**Activity:** In the entries below, return only the line containing "pub fn seconds_since(self, earlier: Timestamp)" and those after it, exactly, through the last line.

**Data to process:**

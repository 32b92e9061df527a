// Copyright 2025 Fernando Borretti
//
// Licensed under the Apache License, Version 2.0 (the "License");
// you may not use this file except in compliance with the License.
// You may obtain a copy of the License at
//
//     http://www.apache.org/licenses/LICENSE-2.0
//
// Unless required by applicable law or agreed to in writing, software
// distributed under the License is distributed on an "AS IS" BASIS,
// WITHOUT WARRANTIES OR CONDITIONS OF ANY KIND, either express or implied.
// See the License for the specific language governing permissions and
// limitations under the License.

//! Rarity tiers derived from an item's static attributes.

use crate::types::catalog::Kana;
use crate::types::catalog::Kanji;
use crate::types::catalog::Radical;
use crate::types::item_kind::KanaVariant;
use crate::types::rarity::Rarity;

/// Grade assumed for kanji without one.
const DEFAULT_GRADE: u8 = 8;

pub fn classify_kanji(grade: Option<u8>, frequency: Option<u32>, stroke_count: u32) -> Rarity {
    let grade = grade.unwrap_or(DEFAULT_GRADE);
    let rare_or_unranked = frequency.is_none_or(|f| f > 3000);
    if grade == 8 && stroke_count >= 15 {
        Rarity::Legendary
    } else if grade == 6 || (grade < 6 && rare_or_unranked) {
        Rarity::Epic
    } else if (4..=5).contains(&grade) && frequency.is_some_and(|f| (1501..=3000).contains(&f)) {
        Rarity::Rare
    } else if (2..=3).contains(&grade) && frequency.is_some_and(|f| (501..=1500).contains(&f)) {
        Rarity::Uncommon
    } else if grade == 1 && frequency.is_some_and(|f| f <= 500) {
        Rarity::Common
    } else if grade >= 6 {
        Rarity::Epic
    } else if grade >= 4 {
        Rarity::Rare
    } else if grade >= 2 {
        Rarity::Uncommon
    } else {
        Rarity::Common
    }
}

pub fn classify_kana(variant: KanaVariant) -> Rarity {
    match variant {
        KanaVariant::Basic => Rarity::Common,
        KanaVariant::Dakuten | KanaVariant::Handakuten => Rarity::Uncommon,
        KanaVariant::Combination => Rarity::Rare,
    }
}

pub fn classify_radical(priority: u8) -> Rarity {
    match priority {
        1 => Rarity::Common,
        2 => Rarity::Uncommon,
        3 => Rarity::Rare,
        _ => Rarity::Common,
    }
}

impl Kanji {
    pub fn rarity(&self) -> Rarity {
        classify_kanji(self.grade, self.frequency, self.stroke_count)
    }
}

impl Kana {
    pub fn rarity(&self) -> Rarity {
        classify_kana(self.variant)
    }
}

impl Radical {
    pub fn rarity(&self) -> Rarity {
        classify_radical(self.priority)
    }
}
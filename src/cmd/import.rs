// Copyright 2025 Fernando Borretti
//
// Licensed under the Apache License, Version 2.0 (the "License");
// you may not use this file except in compliance with the License.
// You may obtain a copy of the License at
//
//     http://www.apache.org/licenses/LICENSE-2.0
//
// Unless required by applicable law or agreed to in writing, software
// distributed under the License is distributed on an "AS IS" BASIS,
// WITHOUT WARRANTIES OR CONDITIONS OF ANY KIND, either express or implied.
// See the License for the specific language governing permissions and
// limitations under the License.

use std::fs::read_to_string;
use std::path::Path;

use crate::collection::Collection;
use crate::error::Fallible;
use crate::error::fail;
use crate::types::catalog::CatalogData;

/// Loads a catalog file into the collection's database. Items already
/// present are replaced; cards and collected items are kept.
pub fn import_catalog(collection: &Collection, path: &Path) -> Fallible<()> {
    if !path.exists() {
        return fail("catalog file does not exist.");
    }
    let content = read_to_string(path)?;
    let data = CatalogData::from_json(&content)?;
    collection.db.import_catalog(&data)?;
    println!(
        "Imported {} kanji, {} kana, {} radicals, and {} links.",
        data.kanji.len(),
        data.kana.len(),
        data.radicals.len(),
        data.links.len()
    );
    Ok(())
}
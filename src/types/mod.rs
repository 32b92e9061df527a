// Copyright 2025 Fernando Borretti
//
// Licensed under the Apache License, Version 2.0 (the "License");
// you may not use this file except in compliance with the License.
// You may obtain a copy of the License at
//
//     http://www.apache.org/licenses/LICENSE-2.0
//
// Unless required by applicable law or agreed to in writing, software
// distributed under the License is distributed on an "AS IS" BASIS,
// WITHOUT WARRANTIES OR CONDITIONS OF ANY KIND, either express or implied.
// See the License for the specific language governing permissions and
// limitations under the License.

pub mod card;
pub mod catalog;
pub mod collected;
pub mod item_kind;
pub mod mode;
pub mod question;
pub mod rarity;
pub mod timestamp;
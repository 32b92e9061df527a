// Copyright 2025 Fernando Borretti
//
// Licensed under the Apache License, Version 2.0 (the "License");
// you may not use this file except in compliance with the License.
// You may obtain a copy of the License at
//
//     http://www.apache.org/licenses/LICENSE-2.0
//
// Unless required by applicable law or agreed to in writing, software
// distributed under the License is distributed on an "AS IS" BASIS,
// WITHOUT WARRANTIES OR CONDITIONS OF ANY KIND, either express or implied.
// See the License for the specific language governing permissions and
// limitations under the License.

use std::process::ExitCode;

use kanjiquest::cli::entrypoint;

fn main() -> ExitCode {
    env_logger::init();
    match entrypoint() {
        Ok(_) => ExitCode::SUCCESS,
        Err(e) => {
            eprintln!("{e}");
            ExitCode::FAILURE
        }
    }
}
fn insert_radical(tx: &Transaction, radical: &Radical) -> Fallible<()> {
    let sql = upsert_sql("radicals", RADICAL_COLUMNS, 7);
    tx.execute(
        &sql,
        (
            radical.id,
            &radical.literal,
            &radical.meaning,
            &radical.meaning_jp,
            radical.stroke_count,
            &radical.stroke_svg,
            radical.priority,
        ),
    )?;
    Ok(())
}

fn kanji_from_row(row: &Row) -> Fallible<Kanji> {
    let meanings: String = row.get(6)?;
    let on_readings: String = row.get(7)?;
    let kun_readings: String = row.get(8)?;
    Ok(Kanji {
        id: row.get(0)?,
        literal: row.get(1)?,
        grade: row.get(2)?,
        jlpt_level: row.get(3)?,
        frequency: row.get(4)?,
        stroke_count: row.get(5)?,
        meanings: serde_json::from_str(&meanings)?,
        on_readings: serde_json::from_str(&on_readings)?,
        kun_readings: serde_json::from_str(&kun_readings)?,
        stroke_svg: row.get(9)?,
    })
}

fn kana_from_row(row: &Row) -> rusqlite::Result<Kana> {
    Ok(Kana {
        id: row.get(0)?,
        literal: row.get(1)?,
        kana_type: row.get(2)?,
        romanization: row.get(3)?,
        group: row.get(4)?,
        stroke_count: row.get(5)?,
        stroke_svg: row.get(6)?,
        variant: row.get(7)?,
    })
}

fn radical_from_row(row: &Row) -> rusqlite::Result<Radical> {
    Ok(Radical {
        id: row.get(0)?,
        literal: row.get(1)?,
        meaning: row.get(2)?,
        meaning_jp: row.get(3)?,
        stroke_count: row.get(4)?,
        stroke_svg: row.get(5)?,
        priority: row.get(6)?,
    })
}

fn card_from_row(row: &Row) -> rusqlite::Result<Card> {
    let due_at: i64 = row.get(3)?;
    Ok(Card {
        kind: row.get(0)?,
        item_id: row.get(1)?,
        state: row.get(2)?,
        due: Timestamp::from_epoch_seconds(due_at),
        ease_factor: row.get(4)?,
        interval_days: row.get(5)?,
        repetitions: row.get(6)?,
        total_reviews: row.get(7)?,
        correct_reviews: row.get(8)?,
    })
}

fn item_from_row(row: &Row) -> rusqlite::Result<CollectedItem> {
    Ok(CollectedItem {
        item_id: row.get(0)?,
        kind: row.get(1)?,
        rarity: row.get(2)?,
        level: row.get(3)?,
        xp: row.get(4)?,
        discovered_at: row.get(5)?,
        source: row.get(6)?,
    })
}

fn schema_exists(tx: &Transaction) -> Fallible<bool> {
    let sql = "select count(*) from sqlite_master where type='table' AND name=?;";
    let count: i64 = tx.query_row(sql, ["cards"], |row| row.get(0))?;
    Ok(count > 0)
}
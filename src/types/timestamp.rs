// Copyright 2025 Fernando Borretti
//
// Licensed under the Apache License, Version 2.0 (the "License");
// you may not use this file except in compliance with the License.
// You may obtain a copy of the License at
//
//     http://www.apache.org/licenses/LICENSE-2.0
//
// Unless required by applicable law or agreed to in writing, software
// distributed under the License is distributed on an "AS IS" BASIS,
// WITHOUT WARRANTIES OR CONDITIONS OF ANY KIND, either express or implied.
// See the License for the specific language governing permissions and
// limitations under the License.

use chrono::DateTime;
use chrono::Duration;
use chrono::TimeZone;
use chrono::Utc;
use rusqlite::ToSql;
use rusqlite::types::FromSql;
use rusqlite::types::FromSqlError;
use rusqlite::types::FromSqlResult;
use rusqlite::types::ToSqlOutput;
use rusqlite::types::ValueRef;
use serde::Serialize;

#[derive(Clone, Copy, PartialEq, Eq, PartialOrd, Ord, Hash, Debug, Serialize)]
pub struct Timestamp(DateTime<Utc>);

impl Timestamp {
    pub fn new(ts: DateTime<Utc>) -> Self {
        Self(ts)
    }

    pub fn now() -> Self {
        Self(Utc::now())
    }

    /// Builds a timestamp from seconds since the Unix epoch. Out-of-range
    /// values saturate to the epoch.
    pub fn from_epoch_seconds(secs: i64) -> Self {
        match Utc.timestamp_opt(secs, 0).single() {
            Some(ts) => Self(ts),
            None => Self(DateTime::<Utc>::UNIX_EPOCH),
        }
    }

    pub fn epoch_seconds(self) -> i64 {
        self.0.timestamp()
    }

    pub fn plus_days(self, days: u32) -> Self {
        Self(self.0 + Duration::days(i64::from(days)))
    }

    pub fn plus_seconds(self, secs: i64) -> Self {
        Self(self.0 + Duration::seconds(secs))
    }

    /// Whole seconds elapsed since `earlier`, never negative.
    pub fn seconds_since(self, earlier: Timestamp) -> u64 {
        let secs = (self.0 - earlier.0).num_seconds();
        secs.max(0) as u64
    }

    pub fn into_inner(self) -> DateTime<Utc> {
        self.0
    }
}

impl ToSql for Timestamp {
    fn to_sql(&self) -> rusqlite::Result<ToSqlOutput<'_>> {
        let str = self.0.to_rfc3339();
        Ok(ToSqlOutput::from(str))
    }
}

impl FromSql for Timestamp {
    fn column_result(value: ValueRef<'_>) -> FromSqlResult<Self> {
        let string: String = FromSql::column_result(value)?;
        let ts =
            DateTime::parse_from_rfc3339(&string).map_err(|e| FromSqlError::Other(Box::new(e)))?;
        let ts = ts.with_timezone(&Utc);
        Ok(Timestamp(ts))
    }
}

**Answer to this exercise:**
    pub fn seconds_since(self, earlier: Timestamp) -> u64 {
        let secs = (self.0 - earlier.0).num_seconds();
        secs.max(0) as u64
    }

    pub fn into_inner(self) -> DateTime<Utc> {
        self.0
    }
}

impl ToSql for Timestamp {
    fn to_sql(&self) -> rusqlite::Result<ToSqlOutput<'_>> {
        let str = self.0.to_rfc3339();
        Ok(ToSqlOutput::from(str))
    }
}

impl FromSql for Timestamp {
    fn column_result(value: ValueRef<'_>) -> FromSqlResult<Self> {
        let string: String = FromSql::column_result(value)?;
        let ts =
            DateTime::parse_from_rfc3339(&string).map_err(|e| FromSqlError::Other(Box::new(e)))?;
        let ts = ts.with_timezone(&Utc);
        Ok(Timestamp(ts))
    }
}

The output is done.